Start of Recorded data

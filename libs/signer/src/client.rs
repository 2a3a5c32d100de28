//! Host side of the command protocol
//!
//! [`TargetClient`] frames requests, checks status bytes and reads back the
//! fixed-length outputs. It is used by the measurement host utility and by
//! the integration tests.

use crate::address::PackedAddress;
use crate::protocol::{
    BANNER, Command, ProtocolError, Reply, SIGN_MESSAGE_BYTES, Status, encode_chunk_index,
    encode_request,
};
use crate::target::CacheOutcome;
use spxprobe_primitives::Params;
use std::io::{self, Read, Write};
use thiserror::Error;
use zeroize::Zeroizing;

/// Client errors
#[derive(Error, Debug)]
pub enum ClientError {
    /// Framing or decoding failed
    #[error("Protocol error: {0}")]
    Protocol(#[from] ProtocolError),

    /// Target answered with a non-success status
    #[error("{command:?} failed with status {status:?}")]
    Status {
        /// Command sent
        command: Command,
        /// Status received
        status: Status,
    },

    /// Requested read-back is not a whole number of chunks
    #[error("Signature length {len} is not a multiple of {chunk}")]
    ChunkAlignment {
        /// Requested length
        len: usize,
        /// Chunk size
        chunk: usize,
    },

    /// Read-back needs more chunks than the index can address
    #[error("Signature length {0} needs too many chunks")]
    TooManyChunks(usize),

    /// IO error
    #[error("IO error: {0}")]
    Io(#[from] io::Error),
}

/// Result type for client operations
pub type Result<T> = std::result::Result<T, ClientError>;

/// Protocol driver over a connected stream
#[derive(Debug)]
pub struct TargetClient<S> {
    stream: S,
    params: Params,
}

impl<S: Read + Write> TargetClient<S> {
    /// Client for a target running `params`
    pub fn new(stream: S, params: Params) -> Self {
        Self { stream, params }
    }

    /// Parameter set the client frames requests for
    pub fn params(&self) -> &Params {
        &self.params
    }

    /// Release the stream
    pub fn into_inner(self) -> S {
        self.stream
    }

    /// Consume the startup banner
    pub fn read_banner(&mut self) -> Result<()> {
        let mut banner = vec![0u8; BANNER.len()];
        self.stream.read_exact(&mut banner)?;
        if banner != BANNER {
            return Err(ProtocolError::Banner(banner).into());
        }
        log::debug!("Target banner received");
        Ok(())
    }

    /// Send one command and read its reply
    ///
    /// Non-success statuses are returned, not turned into errors.
    pub fn execute(&mut self, command: Command, payload: &[u8]) -> Result<Reply> {
        let request = encode_request(&self.params, command, payload)?;
        self.stream.write_all(&request)?;
        self.stream.flush()?;

        let mut status = [0u8; 1];
        self.stream.read_exact(&mut status)?;
        let status = Status::try_from(status[0])?;
        if status != Status::Ok {
            log::debug!("{command:?} -> {status:?}");
            return Ok(Reply::status(status));
        }

        let mut output = vec![0u8; command.output_len(&self.params)];
        self.stream.read_exact(&mut output)?;
        Ok(Reply::ok(output))
    }

    fn expect_ok(&mut self, command: Command, payload: &[u8]) -> Result<Vec<u8>> {
        let reply = self.execute(command, payload)?;
        match reply.status {
            Status::Ok => Ok(reply.output),
            status => Err(ClientError::Status { command, status }),
        }
    }

    /// Install secret seed, PRF key and public seed
    pub fn install_key(&mut self, material: &[u8]) -> Result<()> {
        self.expect_ok(Command::InstallKey, material).map(drop)
    }

    /// Public root followed by public seed
    pub fn public_key(&mut self) -> Result<Vec<u8>> {
        self.expect_ok(Command::GetPublic, &[])
    }

    /// Secret seed followed by PRF key
    pub fn secret_key(&mut self) -> Result<Zeroizing<Vec<u8>>> {
        self.expect_ok(Command::GetSecret, &[]).map(Zeroizing::new)
    }

    /// Partial resign at the straight layer
    pub fn sign_straight(&mut self, packed: PackedAddress) -> Result<()> {
        self.expect_ok(Command::SignStraight, &packed.to_be_bytes()).map(drop)
    }

    /// Insert the tag of `packed` into the target cache
    pub fn fill_cache(&mut self, packed: PackedAddress) -> Result<()> {
        self.expect_ok(Command::FillCache, &packed.to_be_bytes()).map(drop)
    }

    /// Cache-gated partial resign at the cached layer
    pub fn sign_cached(&mut self, packed: PackedAddress) -> Result<CacheOutcome> {
        let command = Command::SignCached;
        match self.execute(command, &packed.to_be_bytes())?.status {
            Status::Ok => Ok(CacheOutcome::Signed),
            Status::Cached => Ok(CacheOutcome::Cached),
            status => Err(ClientError::Status { command, status }),
        }
    }

    /// One `N`-byte chunk of the last result
    pub fn signature_chunk(&mut self, index: u16) -> Result<Vec<u8>> {
        self.expect_ok(Command::GetSignatureChunk, &encode_chunk_index(index))
    }

    /// First `len` bytes of the last result, read chunk by chunk
    pub fn read_signature(&mut self, len: usize) -> Result<Vec<u8>> {
        let chunk = self.params.n;
        if len % chunk != 0 {
            return Err(ClientError::ChunkAlignment { len, chunk });
        }
        let chunks = u16::try_from(len / chunk).map_err(|_| ClientError::TooManyChunks(len))?;
        let mut out = Vec::with_capacity(len);
        for index in 0..chunks {
            out.extend_from_slice(&self.signature_chunk(index)?);
        }
        Ok(out)
    }

    /// Tweakable hash of `block` under the diagnostic address
    pub fn test_thash(&mut self, block: &[u8]) -> Result<Vec<u8>> {
        self.expect_ok(Command::TestThash, block)
    }

    /// Diagnostic one-time key leaf signing `msg`
    pub fn test_wots(&mut self, msg: &[u8]) -> Result<Vec<u8>> {
        self.expect_ok(Command::TestWots, msg)
    }

    /// Diagnostic Merkle signing of `msg`; returns the tree root
    pub fn test_merkle(&mut self, msg: &[u8]) -> Result<Vec<u8>> {
        self.expect_ok(Command::TestMerkle, msg)
    }

    /// Diagnostic FORS signing of `msg`; returns the FORS public key
    pub fn test_fors(&mut self, msg: &[u8]) -> Result<Vec<u8>> {
        self.expect_ok(Command::TestFors, msg)
    }

    /// Diagnostic full signature of a 32-byte message; returns `R`
    pub fn test_sign(&mut self, message: &[u8; SIGN_MESSAGE_BYTES]) -> Result<Vec<u8>> {
        self.expect_ok(Command::TestSign, message)
    }

    /// Hold the trigger high for `rounds` spin units
    pub fn test_trigger(&mut self, rounds: u8) -> Result<Vec<u8>> {
        self.expect_ok(Command::TestTrigger, &[rounds])
    }
}

#[cfg(test)]
mod tests {
    use super::*;
    use crate::test_utils::ScriptedStream;
    use spxprobe_primitives::SHAKE_TINY;

    #[test]
    fn test_banner_mismatch() {
        let stream = ScriptedStream::new(b"SPHINX+\n\0".to_vec());
        let mut client = TargetClient::new(stream, SHAKE_TINY);
        assert!(matches!(
            client.read_banner(),
            Err(ClientError::Protocol(ProtocolError::Banner(_)))
        ));
    }

    #[test]
    fn test_cached_status_is_not_an_error() {
        let mut client = TargetClient::new(ScriptedStream::new(vec![0x01]), SHAKE_TINY);
        assert_eq!(
            client.sign_cached(PackedAddress::new(0x100)).unwrap(),
            CacheOutcome::Cached
        );
        let sent = client.into_inner();
        assert_eq!(sent.written(), &[b'z', 0, 0, 0, 0, 0, 0, 1, 0]);
    }

    #[test]
    fn test_rejected_status_is_an_error() {
        let mut client = TargetClient::new(ScriptedStream::new(vec![0x02]), SHAKE_TINY);
        assert!(matches!(
            client.signature_chunk(9),
            Err(ClientError::Status {
                status: Status::Rejected,
                ..
            })
        ));
    }

    #[test]
    fn test_read_signature_alignment() {
        let mut client = TargetClient::new(ScriptedStream::new(Vec::new()), SHAKE_TINY);
        assert!(matches!(
            client.read_signature(SHAKE_TINY.n + 1),
            Err(ClientError::ChunkAlignment { .. })
        ));
    }
}
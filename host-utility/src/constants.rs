// ============================================================================
// Campaign Defaults
// ============================================================================

/// Directory campaign logs are written to
pub const DEFAULT_LOG_DIR: &str = "log";

/// Serial device of the measurement target
pub const DEFAULT_PORT: &str = "/dev/ttyUSB0";

/// Zero bytes in front of the random part of a campaign address
pub const ADDRESS_ZERO_PAD: usize = 6;

/// Random bytes at the end of a campaign address
pub const ADDRESS_RANDOM_BYTES: usize = 2;

// ============================================================================
// Progress Bar Theming
// ============================================================================

/// Orange theme color - single source of truth for RGB values
/// Uses (255, 175, 0) to exactly match xterm-256 color 214 for consistency
pub const ORANGE: (u8, u8, u8) = (255, 175, 0);

/// Nearest xterm-256 color index from RGB
///
/// Colors 16-231 form a 6×6×6 cube with component levels
/// 0, 95, 135, 175, 215, 255.
const fn rgb_to_xterm256(r: u8, g: u8, b: u8) -> u8 {
    const fn nearest_idx(val: u8) -> u8 {
        if val < 48 {
            0
        } else if val < 115 {
            1
        } else if val < 155 {
            2
        } else if val < 195 {
            3
        } else if val < 235 {
            4
        } else {
            5
        }
    }
    16 + 36 * nearest_idx(r) + 6 * nearest_idx(g) + nearest_idx(b)
}

/// Orange theme color (xterm-256 color code for indicatif) - derived from ORANGE
pub const ORANGE_256: u8 = rgb_to_xterm256(ORANGE.0, ORANGE.1, ORANGE.2);
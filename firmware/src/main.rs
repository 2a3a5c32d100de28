mod error;
mod trigger_pin;

use clap::{Parser, ValueEnum};
use error::FirmwareResult;
use spxprobe_signer_lib::serial::DEFAULT_BAUD;
use spxprobe_signer_lib::server::{listen, write_banner};
use spxprobe_signer_lib::{
    CommandTable, SHAKE_256S_TARGET, SerialPort, TINY_TARGET, Target, TargetConfig, serve,
};
use std::net::SocketAddr;
use std::path::PathBuf;

/// Partial-resign SPHINCS+ measurement target
#[derive(Parser, Debug)]
#[command(name = "spxprobe-firmware")]
#[command(version, about, long_about = None)]
struct Cli {
    /// Serial device the measurement host is attached to
    #[arg(long, short, default_value = "/dev/ttyAMA0")]
    port: PathBuf,

    /// Serial baud rate
    #[arg(long, default_value_t = DEFAULT_BAUD)]
    baud: u32,

    /// Serve over TCP on this address instead of the serial device
    #[arg(long)]
    listen: Option<SocketAddr>,

    /// GPIO character device holding the trigger line
    #[arg(long, default_value = trigger_pin::DEFAULT_GPIO_CHIP_PATH)]
    gpio_chip: String,

    /// GPIO line driven high around each measured computation
    #[arg(long)]
    trigger_line: Option<u32>,

    /// Parameter set and partial-signing layers
    #[arg(long, value_enum, default_value_t = Profile::Shake256s)]
    profile: Profile,

    /// Do not write the startup banner (hosts then need --no-banner)
    #[arg(long)]
    no_banner: bool,

    /// Log every command
    #[arg(long, short)]
    verbose: bool,
}

#[derive(ValueEnum, Clone, Copy, Debug)]
enum Profile {
    /// sphincs-shake256-256s-robust, layers 5 and 6
    Shake256s,
    /// Reduced parameter set for bring-up
    Tiny,
}

impl Profile {
    fn config(self) -> TargetConfig {
        match self {
            Profile::Shake256s => SHAKE_256S_TARGET,
            Profile::Tiny => TINY_TARGET,
        }
    }
}

fn main() {
    let cli = Cli::parse();

    let log_level = if cli.verbose {
        log::LevelFilter::Debug
    } else {
        log::LevelFilter::Info
    };
    env_logger::Builder::from_default_env()
        .filter_level(log_level)
        .init();

    if let Err(e) = ctrlc::set_handler(|| {
        log::info!("Received Ctrl+C, shutting down...");
        std::process::exit(0);
    }) {
        log::error!("Failed to set Ctrl-C handler: {e}");
    }

    if let Err(e) = run(&cli) {
        log::error!("FATAL: {e}");
        std::process::exit(1);
    }
}

fn run(cli: &Cli) -> FirmwareResult<()> {
    let config = cli.profile.config();
    let mut target = Target::new(config);
    if let Some(line) = cli.trigger_line {
        let trigger = trigger_pin::open_trigger(&cli.gpio_chip, line)?;
        target = target.with_trigger(Box::new(trigger));
    } else {
        log::warn!("No trigger line configured");
    }

    let table = CommandTable::new(&config.params);
    log::debug!(
        "Commands: {}",
        table
            .commands()
            .map(|c| char::from(c.id()))
            .collect::<String>()
    );

    if let Some(address) = cli.listen {
        listen(address, &mut target, &table, !cli.no_banner)?;
        return Ok(());
    }

    let mut port = SerialPort::open(&cli.port, cli.baud)?;
    if !cli.no_banner {
        write_banner(&mut port)?;
    }
    let handled = serve(&mut port, &mut target, &table)?;
    log::info!("Serial line closed after {handled} commands");
    Ok(())
}
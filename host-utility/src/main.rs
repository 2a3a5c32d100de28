use anyhow::Result;
use clap::{CommandFactory, Parser, Subcommand};
use clap_complete::Shell;
use colored::Colorize;
use std::path::PathBuf;

use connection::LinkOptions;
use spxprobe_signer_lib::{CacheOutcome, PackedAddress};
use utils::print_title_bar;

mod campaign;
mod connection;
mod constants;
mod progress;
mod selftest;
mod utils;

/// Measurement host for the partial-resign SPHINCS+ target
#[derive(Parser, Debug)]
#[command(name = "spxprobe")]
#[command(version, about, long_about = None)]
struct Cli {
    #[command(flatten)]
    link: LinkOptions,

    /// Display detailed diagnostic information
    #[arg(long, short, global = true)]
    verbose: bool,

    #[command(subcommand)]
    command: Option<Commands>,
}

#[derive(Subcommand, Debug)]
enum Commands {
    /// Install key material: secret seed, PRF key, public seed as hex
    InstallKey {
        /// 3N bytes of hex
        material: String,
    },
    /// Print the public root and public seed
    PublicKey,
    /// Print the secret seed and PRF key
    SecretKey,
    /// Resign at the straight layer
    SignStraight {
        /// Packed address as hex
        address: String,
    },
    /// Insert an address tag into the target cache without signing
    FillCache {
        /// Packed address as hex
        address: String,
    },
    /// Resign at the cached layer unless the address tag is cached
    SignCached {
        /// Packed address as hex
        address: String,
    },
    /// Read the last result from the signature buffer
    ReadSignature {
        /// Bytes to read; defaults to one partial resign
        #[arg(long)]
        len: Option<usize>,
    },
    /// Check the target against host-side computation
    SelfTest {
        /// Skip the checks that need the diagnostic commands
        #[arg(long)]
        no_diagnostics: bool,
    },
    /// Run a fault-injection query campaign
    Campaign {
        /// Partial signer to drive
        #[arg(long, value_enum, default_value_t = campaign::Mode::Cached)]
        mode: campaign::Mode,

        /// Independent experiments
        #[arg(long, default_value_t = 1)]
        experiments: u32,

        /// Queries per experiment
        #[arg(long, default_value_t = 1000)]
        queries: u32,

        /// Seed of the address generator
        #[arg(long, default_value_t = 0)]
        seed: u64,

        /// Directory for the campaign log
        #[arg(long, default_value = constants::DEFAULT_LOG_DIR)]
        log_dir: PathBuf,
    },
    /// Print shell completion script to stdout
    Completions {
        /// Shell to generate completions for
        shell: Shell,
    },
}

fn main() -> Result<()> {
    let cli = Cli::parse();

    let log_level = if cli.verbose {
        log::LevelFilter::Debug
    } else {
        log::LevelFilter::Warn
    };
    env_logger::Builder::from_default_env()
        .filter_level(log_level)
        .init();

    let Some(command) = cli.command else {
        // No subcommand provided, print help
        Cli::command().print_help()?;
        std::process::exit(0);
    };

    if let Commands::Completions { shell } = command {
        clap_complete::generate(shell, &mut Cli::command(), "spxprobe", &mut std::io::stdout());
        return Ok(());
    }

    let target = cli.link.profile.config();
    let params = target.params;
    let mut client = progress::run_step("Connecting to target", || connection::open(&cli.link))?;

    match command {
        Commands::InstallKey { material } => {
            let material = zeroize::Zeroizing::new(utils::parse_hex(
                &material,
                params.key_material_bytes(),
            )?);
            progress::run_step("Installing key", || Ok(client.install_key(&material)?))?;
            let public = client.public_key()?;
            utils::hex_line("root", &public[..params.n]);
        }
        Commands::PublicKey => {
            let public = client.public_key()?;
            print_title_bar("Public key");
            utils::hex_line("root", &public[..params.n]);
            utils::hex_line("pub_seed", &public[params.n..]);
        }
        Commands::SecretKey => {
            let secret = client.secret_key()?;
            print_title_bar("Secret key");
            utils::warning("Secret material follows");
            utils::hex_line("sk_seed", &secret[..params.n]);
            utils::hex_line("sk_prf", &secret[params.n..]);
        }
        Commands::SignStraight { address } => {
            let packed = PackedAddress::new(utils::parse_packed_address(&address)?);
            progress::run_step(&format!("Straight resign {packed}"), || {
                Ok(client.sign_straight(packed)?)
            })?;
        }
        Commands::FillCache { address } => {
            let packed = PackedAddress::new(utils::parse_packed_address(&address)?);
            progress::run_step(&format!("Caching tag {:#04x}", packed.tag()), || {
                Ok(client.fill_cache(packed)?)
            })?;
        }
        Commands::SignCached { address } => {
            let packed = PackedAddress::new(utils::parse_packed_address(&address)?);
            match client.sign_cached(packed)? {
                CacheOutcome::Signed => utils::success(&format!("Cache miss, resigned {packed}")),
                CacheOutcome::Cached => utils::info(&format!("Cache hit for {packed}")),
            }
        }
        Commands::ReadSignature { len } => {
            let len = len.unwrap_or(params.layer_bytes());
            let bytes = progress::run_step("Reading signature buffer", || {
                Ok(client.read_signature(len)?)
            })?;
            for (index, chunk) in bytes.chunks(params.n).enumerate() {
                utils::hex_line(&format!("{index:04}"), chunk);
            }
        }
        Commands::SelfTest { no_diagnostics } => {
            print_title_bar("Self-test");
            selftest::run(&mut client, &target, !no_diagnostics)?;
        }
        Commands::Campaign {
            mode,
            experiments,
            queries,
            seed,
            log_dir,
        } => {
            print_title_bar(&format!("Campaign ({mode:?})"));
            let config = campaign::CampaignConfig {
                mode,
                experiments,
                queries,
                seed,
                log_dir,
            };
            let path = campaign::run(&mut client, &target, &config)?;
            println!(
                "  {} Log written to {}",
                "→".cyan(),
                path.display().to_string().bold()
            );
        }
        Commands::Completions { .. } => unreachable!("handled before connecting"),
    }

    Ok(())
}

End of Recorded data

Set down, unchanged, only those lines above that fall between the line with "key and public seed" and the line with "pub fn sign_cached(&mut", the two end lines included.

    /// Install secret seed, PRF key and public seed
    pub fn install_key(&mut self, material: &[u8]) -> Result<()> {
        self.expect_ok(Command::InstallKey, material).map(drop)
    }

    /// Public root followed by public seed
    pub fn public_key(&mut self) -> Result<Vec<u8>> {
        self.expect_ok(Command::GetPublic, &[])
    }

    /// Secret seed followed by PRF key
    pub fn secret_key(&mut self) -> Result<Zeroizing<Vec<u8>>> {
        self.expect_ok(Command::GetSecret, &[]).map(Zeroizing::new)
    }

    /// Partial resign at the straight layer
    pub fn sign_straight(&mut self, packed: PackedAddress) -> Result<()> {
        self.expect_ok(Command::SignStraight, &packed.to_be_bytes()).map(drop)
    }

    /// Insert the tag of `packed` into the target cache
    pub fn fill_cache(&mut self, packed: PackedAddress) -> Result<()> {
        self.expect_ok(Command::FillCache, &packed.to_be_bytes()).map(drop)
    }

    /// Cache-gated partial resign at the cached layer
    pub fn sign_cached(&mut self, packed: PackedAddress) -> Result<CacheOutcome> {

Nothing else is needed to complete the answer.